TRY IT: Extract each line holding the word "AppResult" from the entries.
BEGIN GIVEN RECORDS
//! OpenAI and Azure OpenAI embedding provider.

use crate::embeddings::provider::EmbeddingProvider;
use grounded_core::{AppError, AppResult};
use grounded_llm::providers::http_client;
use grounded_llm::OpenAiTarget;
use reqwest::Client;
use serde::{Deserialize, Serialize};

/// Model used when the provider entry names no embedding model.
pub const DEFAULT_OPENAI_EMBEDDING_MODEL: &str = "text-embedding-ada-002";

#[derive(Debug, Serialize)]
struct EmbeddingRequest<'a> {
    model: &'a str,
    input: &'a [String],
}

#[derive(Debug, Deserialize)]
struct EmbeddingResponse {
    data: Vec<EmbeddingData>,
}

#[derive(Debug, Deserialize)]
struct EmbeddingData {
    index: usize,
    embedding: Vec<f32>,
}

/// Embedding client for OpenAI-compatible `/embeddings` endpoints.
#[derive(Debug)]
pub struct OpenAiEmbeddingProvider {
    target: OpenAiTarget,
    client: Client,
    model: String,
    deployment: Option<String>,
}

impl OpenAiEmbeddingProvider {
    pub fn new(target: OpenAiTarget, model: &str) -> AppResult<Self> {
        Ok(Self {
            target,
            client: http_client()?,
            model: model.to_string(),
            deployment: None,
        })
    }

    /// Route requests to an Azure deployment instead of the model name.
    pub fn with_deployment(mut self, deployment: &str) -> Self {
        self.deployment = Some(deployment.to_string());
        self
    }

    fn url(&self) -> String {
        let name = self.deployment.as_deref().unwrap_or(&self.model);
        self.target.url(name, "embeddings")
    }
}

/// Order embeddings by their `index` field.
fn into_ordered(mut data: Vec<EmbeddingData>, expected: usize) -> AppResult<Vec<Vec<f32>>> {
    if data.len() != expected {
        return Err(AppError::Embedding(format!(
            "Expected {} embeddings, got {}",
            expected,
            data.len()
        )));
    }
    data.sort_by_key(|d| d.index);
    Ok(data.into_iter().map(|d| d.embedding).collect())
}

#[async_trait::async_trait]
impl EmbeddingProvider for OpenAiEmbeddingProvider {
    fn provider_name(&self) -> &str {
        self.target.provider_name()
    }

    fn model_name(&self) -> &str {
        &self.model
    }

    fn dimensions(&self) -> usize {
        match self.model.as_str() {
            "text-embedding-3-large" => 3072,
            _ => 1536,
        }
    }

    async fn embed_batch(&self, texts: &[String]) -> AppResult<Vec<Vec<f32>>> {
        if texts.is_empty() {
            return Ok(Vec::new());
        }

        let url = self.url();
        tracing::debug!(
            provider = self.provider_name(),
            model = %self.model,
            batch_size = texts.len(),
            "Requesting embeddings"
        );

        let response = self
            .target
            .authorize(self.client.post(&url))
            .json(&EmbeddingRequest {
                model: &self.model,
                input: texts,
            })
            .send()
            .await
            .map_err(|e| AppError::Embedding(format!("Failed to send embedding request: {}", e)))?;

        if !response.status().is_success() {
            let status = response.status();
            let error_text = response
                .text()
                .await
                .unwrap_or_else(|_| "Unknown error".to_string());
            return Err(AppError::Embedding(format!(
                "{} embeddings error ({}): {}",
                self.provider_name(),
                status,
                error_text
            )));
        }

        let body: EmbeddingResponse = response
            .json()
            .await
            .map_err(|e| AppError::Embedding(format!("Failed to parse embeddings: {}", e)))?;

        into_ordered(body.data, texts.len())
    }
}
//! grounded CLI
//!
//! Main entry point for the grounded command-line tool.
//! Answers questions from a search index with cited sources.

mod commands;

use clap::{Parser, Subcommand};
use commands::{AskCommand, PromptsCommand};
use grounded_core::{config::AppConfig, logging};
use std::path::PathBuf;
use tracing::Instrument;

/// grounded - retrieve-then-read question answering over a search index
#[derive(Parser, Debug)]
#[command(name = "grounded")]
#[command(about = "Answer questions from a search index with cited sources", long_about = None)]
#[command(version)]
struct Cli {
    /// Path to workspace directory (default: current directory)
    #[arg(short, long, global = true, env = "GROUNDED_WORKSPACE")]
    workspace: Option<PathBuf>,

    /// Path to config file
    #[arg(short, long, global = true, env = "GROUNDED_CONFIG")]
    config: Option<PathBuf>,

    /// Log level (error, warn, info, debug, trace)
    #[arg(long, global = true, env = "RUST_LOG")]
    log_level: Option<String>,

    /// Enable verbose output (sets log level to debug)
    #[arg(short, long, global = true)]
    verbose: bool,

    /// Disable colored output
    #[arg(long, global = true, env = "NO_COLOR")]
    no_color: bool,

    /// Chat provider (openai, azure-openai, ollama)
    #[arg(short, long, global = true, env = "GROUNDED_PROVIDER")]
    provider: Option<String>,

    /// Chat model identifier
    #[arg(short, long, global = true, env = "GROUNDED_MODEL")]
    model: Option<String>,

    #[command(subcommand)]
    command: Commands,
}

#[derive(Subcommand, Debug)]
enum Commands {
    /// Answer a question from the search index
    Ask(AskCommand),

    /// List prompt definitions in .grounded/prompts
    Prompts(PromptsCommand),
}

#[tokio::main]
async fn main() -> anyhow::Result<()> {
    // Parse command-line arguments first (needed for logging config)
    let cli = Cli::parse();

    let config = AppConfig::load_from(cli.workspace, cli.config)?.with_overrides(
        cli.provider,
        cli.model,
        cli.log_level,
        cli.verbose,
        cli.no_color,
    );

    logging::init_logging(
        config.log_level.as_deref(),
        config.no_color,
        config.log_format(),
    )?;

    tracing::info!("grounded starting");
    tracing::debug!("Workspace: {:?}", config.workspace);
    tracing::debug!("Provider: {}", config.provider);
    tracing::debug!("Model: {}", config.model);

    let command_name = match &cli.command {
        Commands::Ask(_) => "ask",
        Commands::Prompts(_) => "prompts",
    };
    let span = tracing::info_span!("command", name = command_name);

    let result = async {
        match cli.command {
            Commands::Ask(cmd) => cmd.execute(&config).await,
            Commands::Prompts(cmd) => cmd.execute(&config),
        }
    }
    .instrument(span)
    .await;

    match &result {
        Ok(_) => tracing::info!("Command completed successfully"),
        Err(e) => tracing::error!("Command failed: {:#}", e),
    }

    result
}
END GIVEN RECORDS
BEGIN GIVEN RECORDS
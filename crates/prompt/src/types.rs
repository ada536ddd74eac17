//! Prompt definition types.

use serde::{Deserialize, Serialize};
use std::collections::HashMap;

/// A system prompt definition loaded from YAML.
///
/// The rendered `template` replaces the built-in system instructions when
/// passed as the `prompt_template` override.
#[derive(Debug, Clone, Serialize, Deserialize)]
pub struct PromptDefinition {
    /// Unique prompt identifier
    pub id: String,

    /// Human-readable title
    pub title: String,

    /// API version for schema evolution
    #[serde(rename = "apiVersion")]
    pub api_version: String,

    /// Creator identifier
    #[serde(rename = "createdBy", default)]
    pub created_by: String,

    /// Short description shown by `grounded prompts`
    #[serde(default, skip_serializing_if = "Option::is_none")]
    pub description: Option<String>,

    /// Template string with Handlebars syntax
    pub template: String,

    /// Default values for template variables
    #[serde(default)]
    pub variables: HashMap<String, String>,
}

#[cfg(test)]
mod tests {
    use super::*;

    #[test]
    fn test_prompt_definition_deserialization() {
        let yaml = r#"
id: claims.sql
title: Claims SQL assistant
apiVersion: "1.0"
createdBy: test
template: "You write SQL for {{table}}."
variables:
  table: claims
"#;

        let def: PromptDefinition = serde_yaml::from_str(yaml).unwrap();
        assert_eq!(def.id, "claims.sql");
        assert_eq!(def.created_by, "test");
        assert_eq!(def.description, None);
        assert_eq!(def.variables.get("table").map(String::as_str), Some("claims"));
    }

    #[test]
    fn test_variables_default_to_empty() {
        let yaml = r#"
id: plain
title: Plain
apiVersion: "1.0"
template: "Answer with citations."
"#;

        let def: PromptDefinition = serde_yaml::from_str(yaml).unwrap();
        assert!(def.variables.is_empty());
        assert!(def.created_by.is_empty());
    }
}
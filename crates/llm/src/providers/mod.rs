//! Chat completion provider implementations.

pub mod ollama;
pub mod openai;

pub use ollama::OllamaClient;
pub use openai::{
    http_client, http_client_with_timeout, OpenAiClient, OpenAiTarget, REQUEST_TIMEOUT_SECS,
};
END GIVEN RECORDS
EXPECTED ANSWER:
use grounded_core::{AppError, AppResult};
    pub fn new(target: OpenAiTarget, model: &str) -> AppResult<Self> {
fn into_ordered(mut data: Vec<EmbeddingData>, expected: usize) -> AppResult<Vec<Vec<f32>>> {
    async fn embed_batch(&self, texts: &[String]) -> AppResult<Vec<Vec<f32>>> {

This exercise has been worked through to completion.